Goal
This week, I want to discuss willpower and how to respond when your will begins to falter.
What is willpower?
Willpower is your capacity to continue with any task that you are engaging in. We depend on our resolve to help us overcome procrastination and accomplish our goals. With weak willpower, we fail to lose weight, stay healthy, earn money, write that novel, and do a multitude of things we dream of accomplishing.
Willpower encompasses persistence, zeal, fortitude, courage, self-control, self-discipline, and emotional control.
Why is willpower important?
Through self-discipline, we can change our individual lives to improve the world. Having a firm resolve allows us to pursue our goals and control our impulses – two critical aspects of becoming an individual.

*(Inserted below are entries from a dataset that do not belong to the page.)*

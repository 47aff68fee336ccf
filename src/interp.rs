use indexmap::IndexMap;

use crate::{
    block::BlockId,
    function::Function,
    inst::Inst,
    opcode::{Cond, Opcode},
    operand::{DeclId, Imm, Operand, RegFile, Region, Stride},
    typ::ElemType,
};

/// Reference emulator: executes a function over plain byte storage, lane
/// by lane, modeling predicates, condition modifiers and the implicit
/// accumulator. The rewrite tests run a block before and after a rule and
/// compare final storage.
///
/// Accumulator cells are four bytes per lane regardless of element type,
/// matching how the hazard oracle tracks them.
pub struct Machine {
    storage: IndexMap<DeclId, Vec<u8>>,
}

/// A lane value: floating-point, or an integer numerically widened from
/// its storage type (sign-extended when signed).
#[derive(Debug, Clone, Copy, PartialEq)]
pub enum Val {
    F(f32),
    I(i64),
}

impl Machine {
    pub fn new(func: &Function) -> Self {
        let mut storage = IndexMap::new();
        for id in func.decls.ids() {
            let size = func.decl(id).size as usize;
            storage.insert(id, vec![0u8; size]);
        }
        Machine { storage }
    }

    pub fn bytes(&self, decl: DeclId) -> &[u8] {
        &self.storage[&decl]
    }

    pub fn bytes_mut(&mut self, decl: DeclId) -> &mut [u8] {
        self.storage.get_mut(&decl).expect("unknown declaration")
    }

    pub fn store(&mut self, decl: DeclId, offset: usize, bytes: &[u8]) {
        self.bytes_mut(decl)[offset..offset + bytes.len()].copy_from_slice(bytes);
    }

    pub fn flag_bit(&self, decl: DeclId, lane: u32) -> bool {
        self.bytes(decl)[lane as usize / 8] >> (lane % 8) & 1 != 0
    }

    pub fn set_flag_bit(&mut self, decl: DeclId, lane: u32, value: bool) {
        let byte = &mut self.bytes_mut(decl)[lane as usize / 8];
        if value {
            *byte |= 1 << (lane % 8);
        } else {
            *byte &= !(1 << (lane % 8));
        }
    }

    pub fn run(&mut self, func: &Function) {
        for index in 0..func.num_blocks() {
            self.run_block(func, BlockId(index));
        }
    }

    pub fn run_block(&mut self, func: &Function, block: BlockId) {
        for &id in func.block(block).insts.iter() {
            self.step(func, func.inst(id));
        }
    }

    fn step(&mut self, func: &Function, inst: &Inst) {
        match inst.opcode {
            Opcode::Nop | Opcode::LifetimeEnd => {}
            Opcode::Sel => self.step_sel(func, inst),
            op if op.is_pseudo_logic() => self.step_pseudo(inst),
            _ => self.step_alu(func, inst),
        }
    }

    fn lanes(inst: &Inst) -> std::ops::Range<u32> {
        let base = inst.mask_offset as u32;
        base..base + inst.exec_width as u32
    }

    fn enabled(&self, inst: &Inst, lane: u32) -> bool {
        match &inst.predicate {
            Some(pred) => self.flag_bit(pred.flag, lane) != pred.invert,
            None => true,
        }
    }

    /// Select executes on every lane; its predicate is a data input, not an
    /// execution mask. The condition-modifier form evaluates the relation
    /// itself and writes the flag.
    fn step_sel(&mut self, func: &Function, inst: &Inst) {
        for lane in Self::lanes(inst) {
            let a = self.read(func, inst, lane, &inst.srcs[0]);
            let b = self.read(func, inst, lane, &inst.srcs[1]);
            let take_first = if let Some(cm) = &inst.cond_mod {
                let holds = compare(cm.cond, a, b);
                self.set_flag_bit(cm.flag, lane, holds);
                holds
            } else {
                let pred = inst.predicate.expect("select needs a predicate or modifier");
                self.flag_bit(pred.flag, lane) != pred.invert
            };
            let value = if take_first { a } else { b };
            if let Some(dst) = &inst.dst {
                self.write_region(func, inst, lane, dst, value, inst.saturate);
            }
        }
    }

    fn step_pseudo(&mut self, inst: &Inst) {
        let dst = inst.dst.expect("pseudo-logic op with null destination");
        for lane in Self::lanes(inst) {
            if !self.enabled(inst, lane) {
                continue;
            }
            let bit = |m: &Machine, i: usize| {
                let region = inst.srcs[i].as_reg().expect("flag operand");
                m.flag_bit(region.decl, lane)
            };
            let value = match inst.opcode {
                Opcode::PseudoNot => !bit(self, 0),
                Opcode::PseudoAnd => bit(self, 0) && bit(self, 1),
                Opcode::PseudoOr => bit(self, 0) || bit(self, 1),
                Opcode::PseudoXor => bit(self, 0) != bit(self, 1),
                _ => unreachable!(),
            };
            self.set_flag_bit(dst.decl, lane, value);
        }
    }

    fn step_alu(&mut self, func: &Function, inst: &Inst) {
        for lane in Self::lanes(inst) {
            if !self.enabled(inst, lane) {
                continue;
            }
            let src = |m: &Machine, i: usize| m.read(func, inst, lane, &inst.srcs[i]);
            let result = match inst.opcode {
                Opcode::Mov => convert(src(self, 0), dst_elem(inst)),
                Opcode::Not => int1(src(self, 0), |a| !a),
                Opcode::And => int2(src(self, 0), src(self, 1), |a, b| a & b),
                Opcode::Or => int2(src(self, 0), src(self, 1), |a, b| a | b),
                Opcode::Xor => int2(src(self, 0), src(self, 1), |a, b| a ^ b),
                Opcode::Shl => int2(src(self, 0), src(self, 1), |a, b| a << (b & 31)),
                Opcode::Shr => {
                    int2(src(self, 0), src(self, 1), |a, b| {
                        ((a as u64 & mask_of(dst_elem(inst))) >> (b & 31)) as i64
                    })
                }
                Opcode::Asr => int2(src(self, 0), src(self, 1), |a, b| a >> (b & 31)),
                Opcode::Cmp => {
                    let holds = compare(
                        inst.cond_mod.expect("comparison without a modifier").cond,
                        src(self, 0),
                        src(self, 1),
                    );
                    let cm = inst.cond_mod.unwrap();
                    self.set_flag_bit(cm.flag, lane, holds);
                    if let Some(dst) = &inst.dst {
                        let bits = if holds { dst.elem.all_ones() as i64 } else { 0 };
                        self.write_region(func, inst, lane, dst, Val::I(bits), false);
                    }
                    continue;
                }
                Opcode::Add => num2(src(self, 0), src(self, 1), |a, b| a + b, |a, b| a.wrapping_add(b)),
                Opcode::Mul => num2(src(self, 0), src(self, 1), |a, b| a * b, |a, b| a.wrapping_mul(b)),
                Opcode::Frc => float1(src(self, 0), |a| a - a.floor()),
                Opcode::Rndd => float1(src(self, 0), |a| a.floor()),
                Opcode::Mad => {
                    let (a, b, c) = (src(self, 0), src(self, 1), src(self, 2));
                    mad(a, b, c)
                }
                Opcode::Mac => {
                    let acc = self.read_acc(func, lane, dst_elem(inst));
                    mad(src(self, 0), src(self, 1), acc)
                }
                Opcode::Mach => {
                    let (a, b) = (int_of(src(self, 0)), int_of(src(self, 1)));
                    let product = a.wrapping_mul(b);
                    self.write_acc(func, lane, ElemType::U32, Val::I(product & 0xffff_ffff));
                    Val::I(product >> 32)
                }
                op => panic!("cannot interpret {}", op),
            };

            if let Some(cm) = &inst.cond_mod {
                // The flag reflects the result as the destination stores
                // it, truncated to the element width and reinterpreted
                // with its signedness.
                let flagged = match &inst.dst {
                    Some(dst) => stored_view(result, dst.elem),
                    None => result,
                };
                self.set_flag_bit(cm.flag, lane, compare_zero(cm.cond, flagged));
            }
            if let Some(dst) = &inst.dst {
                self.write_region(func, inst, lane, dst, result, inst.saturate);
            }
        }
    }

    fn read(&self, func: &Function, inst: &Inst, lane: u32, operand: &Operand) -> Val {
        match operand {
            Operand::Imm(imm) => imm_val(imm),
            Operand::Reg(region) => {
                let raw = if region.file == RegFile::Acc {
                    self.read_acc(func, lane, region.elem)
                } else {
                    let offset = self.region_offset(inst, lane, region);
                    load(self.bytes(region.decl), offset, region.elem)
                };
                self.modify(raw, region)
            }
        }
    }

    fn modify(&self, value: Val, region: &Region) -> Val {
        let mut value = value;
        if region.abs {
            value = match value {
                Val::F(f) => Val::F(f.abs()),
                Val::I(i) => Val::I(i.abs()),
            };
        }
        if region.negate {
            value = match value {
                Val::F(f) => Val::F(-f),
                Val::I(i) => Val::I(-i),
            };
        }
        value
    }

    fn region_offset(&self, inst: &Inst, lane: u32, region: &Region) -> usize {
        let indirect = match region.indirect {
            Some(addr) => load(self.bytes(addr), 0, ElemType::U16),
            None => Val::I(0),
        };
        let base = region.offset as i64 + int_of(indirect);
        let elem = region.elem.bytes() as i64;
        let within = match region.stride {
            Stride::Scalar => 0,
            Stride::Unit => (lane - inst.mask_offset as u32) as i64 * elem,
        };
        usize::try_from(base + within).expect("region offset out of range")
    }

    fn write_region(
        &mut self,
        func: &Function,
        inst: &Inst,
        lane: u32,
        region: &Region,
        value: Val,
        saturate: bool,
    ) {
        let value = if saturate { saturated(value, region.elem) } else { value };
        if region.file == RegFile::Acc {
            self.write_acc(func, lane, region.elem, value);
            return;
        }
        let offset = self.region_offset(inst, lane, region);
        store(self.bytes_mut(region.decl), offset, region.elem, value);
    }

    fn read_acc(&self, func: &Function, lane: u32, elem: ElemType) -> Val {
        load(self.bytes(func.acc()), lane as usize * 4, elem)
    }

    fn write_acc(&mut self, func: &Function, lane: u32, elem: ElemType, value: Val) {
        let cell = lane as usize * 4;
        let acc = func.acc();
        self.bytes_mut(acc)[cell..cell + 4].copy_from_slice(&[0; 4]);
        store(self.bytes_mut(acc), cell, elem, value);
    }
}

fn dst_elem(inst: &Inst) -> ElemType {
    inst.dst.map(|dst| dst.elem).unwrap_or_default()
}

fn imm_val(imm: &Imm) -> Val {
    if imm.elem.is_float() {
        Val::F(f32::from_bits(imm.bits as u32))
    } else {
        Val::I(sign_extend(imm.bits, imm.elem))
    }
}

fn load(bytes: &[u8], offset: usize, elem: ElemType) -> Val {
    let size = elem.bytes() as usize;
    let mut raw = [0u8; 8];
    raw[..size].copy_from_slice(&bytes[offset..offset + size]);
    let bits = u64::from_le_bytes(raw);
    if elem.is_float() {
        Val::F(f32::from_bits(bits as u32))
    } else {
        Val::I(sign_extend(bits, elem))
    }
}

fn store(bytes: &mut [u8], offset: usize, elem: ElemType, value: Val) {
    let size = elem.bytes() as usize;
    let bits = match value {
        Val::F(f) => {
            if elem.is_float() {
                f.to_bits() as u64
            } else {
                (f.trunc() as i64) as u64
            }
        }
        Val::I(i) => {
            if elem.is_float() {
                return store(bytes, offset, elem, Val::F(i as f32));
            }
            i as u64
        }
    };
    bytes[offset..offset + size].copy_from_slice(&bits.to_le_bytes()[..size]);
}

/// The value a later read of storage with this element type would observe
/// after the result is stored: a store/load round trip through raw bytes.
fn stored_view(value: Val, elem: ElemType) -> Val {
    let mut raw = [0u8; 8];
    store(&mut raw, 0, elem, value);
    load(&raw, 0, elem)
}

fn sign_extend(bits: u64, elem: ElemType) -> i64 {
    let width = elem.bytes() * 8;
    if elem.is_signed() {
        let shift = 64 - width;
        ((bits << shift) as i64) >> shift
    } else {
        (bits & mask_of(elem)) as i64
    }
}

fn mask_of(elem: ElemType) -> u64 {
    match elem.bytes() {
        1 => 0xff,
        2 => 0xffff,
        _ => 0xffff_ffff,
    }
}

fn int_of(value: Val) -> i64 {
    match value {
        Val::I(i) => i,
        Val::F(f) => panic!("integer operation on float value {}", f),
    }
}

fn float_of(value: Val) -> f32 {
    match value {
        Val::F(f) => f,
        Val::I(i) => panic!("float operation on integer value {}", i),
    }
}

fn convert(value: Val, elem: ElemType) -> Val {
    match (value, elem.is_float()) {
        (Val::F(f), true) => Val::F(f),
        (Val::I(i), false) => Val::I(i),
        (Val::I(i), true) => Val::F(i as f32),
        (Val::F(f), false) => Val::I(f.trunc() as i64),
    }
}

fn int1(a: Val, op: impl Fn(i64) -> i64) -> Val {
    Val::I(op(int_of(a)))
}

fn int2(a: Val, b: Val, op: impl Fn(i64, i64) -> i64) -> Val {
    Val::I(op(int_of(a), int_of(b)))
}

fn float1(a: Val, op: impl Fn(f32) -> f32) -> Val {
    Val::F(op(float_of(a)))
}

fn num2(a: Val, b: Val, f: impl Fn(f32, f32) -> f32, i: impl Fn(i64, i64) -> i64) -> Val {
    match (a, b) {
        (Val::F(x), Val::F(y)) => Val::F(f(x, y)),
        (Val::I(x), Val::I(y)) => Val::I(i(x, y)),
        _ => panic!("mixed float and integer operands"),
    }
}

fn mad(a: Val, b: Val, c: Val) -> Val {
    match (a, b, c) {
        (Val::F(a), Val::F(b), Val::F(c)) => Val::F(a * b + c),
        (Val::I(a), Val::I(b), Val::I(c)) => Val::I(a.wrapping_mul(b).wrapping_add(c)),
        _ => panic!("mixed float and integer operands"),
    }
}

fn compare(cond: Cond, a: Val, b: Val) -> bool {
    match (a, b) {
        (Val::F(a), Val::F(b)) => match cond {
            Cond::Z => a == b,
            Cond::Nz => a != b,
            Cond::G => a > b,
            Cond::Ge => a >= b,
            Cond::L => a < b,
            Cond::Le => a <= b,
        },
        (Val::I(a), Val::I(b)) => match cond {
            Cond::Z => a == b,
            Cond::Nz => a != b,
            Cond::G => a > b,
            Cond::Ge => a >= b,
            Cond::L => a < b,
            Cond::Le => a <= b,
        },
        _ => panic!("mixed float and integer comparison"),
    }
}

fn compare_zero(cond: Cond, value: Val) -> bool {
    match value {
        Val::F(_) => compare(cond, value, Val::F(0.0)),
        Val::I(_) => compare(cond, value, Val::I(0)),
    }
}

fn saturated(value: Val, elem: ElemType) -> Val {
    match value {
        Val::F(f) => Val::F(num_traits::clamp(f, 0.0, 1.0)),
        Val::I(i) => {
            let width = elem.bytes() * 8;
            let (min, max) = if elem.is_signed() {
                (-(1i64 << (width - 1)), (1i64 << (width - 1)) - 1)
            } else {
                (0, (1i64 << width) - 1)
            };
            Val::I(num_traits::clamp(i, min, max))
        }
    }
}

How do we develop willpower?

Willpower allows us to accomplish great things
This question requires an entire blog post in itself, but we can cover the basics. Strengthening your resolve involves resisting temptation whenever you can. Some examples include:
- Not eating that second cookie
- Finish your work instead of surfing the web
- Controlling your temper or lust
Willpower is trained by resisting an easier course of action for a more beneficial and difficult path. Practice exercising your impulse control in small ways and soon you’ll be able to build a sizeable grit.
How do we judge a faltering will?
Earlier, I discussed the importance of emotional connectedness. The principles I covered in that blog post apply here. We have to be aware of our feelings and emotions as well as our self-control.
The best way to judge a faltering discipline is to compare and contrast. Remember a time when you felt high and on top of things. Is this situation the same or do you feel less motivated and tired? Through these comparison exercises, we can better understand and identify when our drive may be faltering.
As always, identification exercises require practice to achieve perfection, so start practicing today.
How do we respond to a faltering will?

Walking and movement can help prevent a faltering will
Willpower, like wealth, is not a limited resource. We can train ourselves and increase our resolution, but when we do start to stagger, we need to respond in productive and positive ways.
Personally, the best way I deal with a weakening resolution is to do menial tasks that don’t require much thinking. For example, I’ll wash dishes or do push-ups instead of trying to slog through an assignment. Not only do these activities remove me from places of distraction, such as my phone or my desktop, they also help me engage my body and still feel a sense of accomplishment without too much effort.
Secondly, I refuse to engage in distractions. Distractions are the bane of a weakening resolve, and all distractions do is create a feeling of regret. Additionally, distractions waste time and ensure that you won’t fully recover your self-discipline.
Lastly, I meditate. I’m not an expert at meditation, but I love sitting and silently reflecting on what I’m grateful for. When I’m done, I feel refreshed and ready to tackle whatever I need to do.
These are exercises that help me when I stagger.
Conclusion
Having a strong drive can enable us to make better financial decisions, avoid toxic and abusive people, and help us pursue our individual goals. By having a strong will while acknowledging when your will is fading, you’ll be able to push yourself to greatness.
Actionables
Read the following:
- The Psychology of Willpower: Training the Brain for Better Decisions
- How to Boost Your Willpower
- What You Need to Know about Willpower: The Psychological Science of Self-Control
- How do you rank your willpower? Do you have a great ability to pursue your goals? Do you have solid impulse control?
- Have you ever had a moment in your life that threw your willpower for a loop? What was that moment and how did you respond?
- When was a moment where you had a surge of willpower and a passion to accomplish anything?
- What exercises can you think of to regain you will when you feel unable to continue?
Please remember that it’s important to do the actionables. You’re not on this earth to simply read but to do. To become an individual, you must act more than you consume.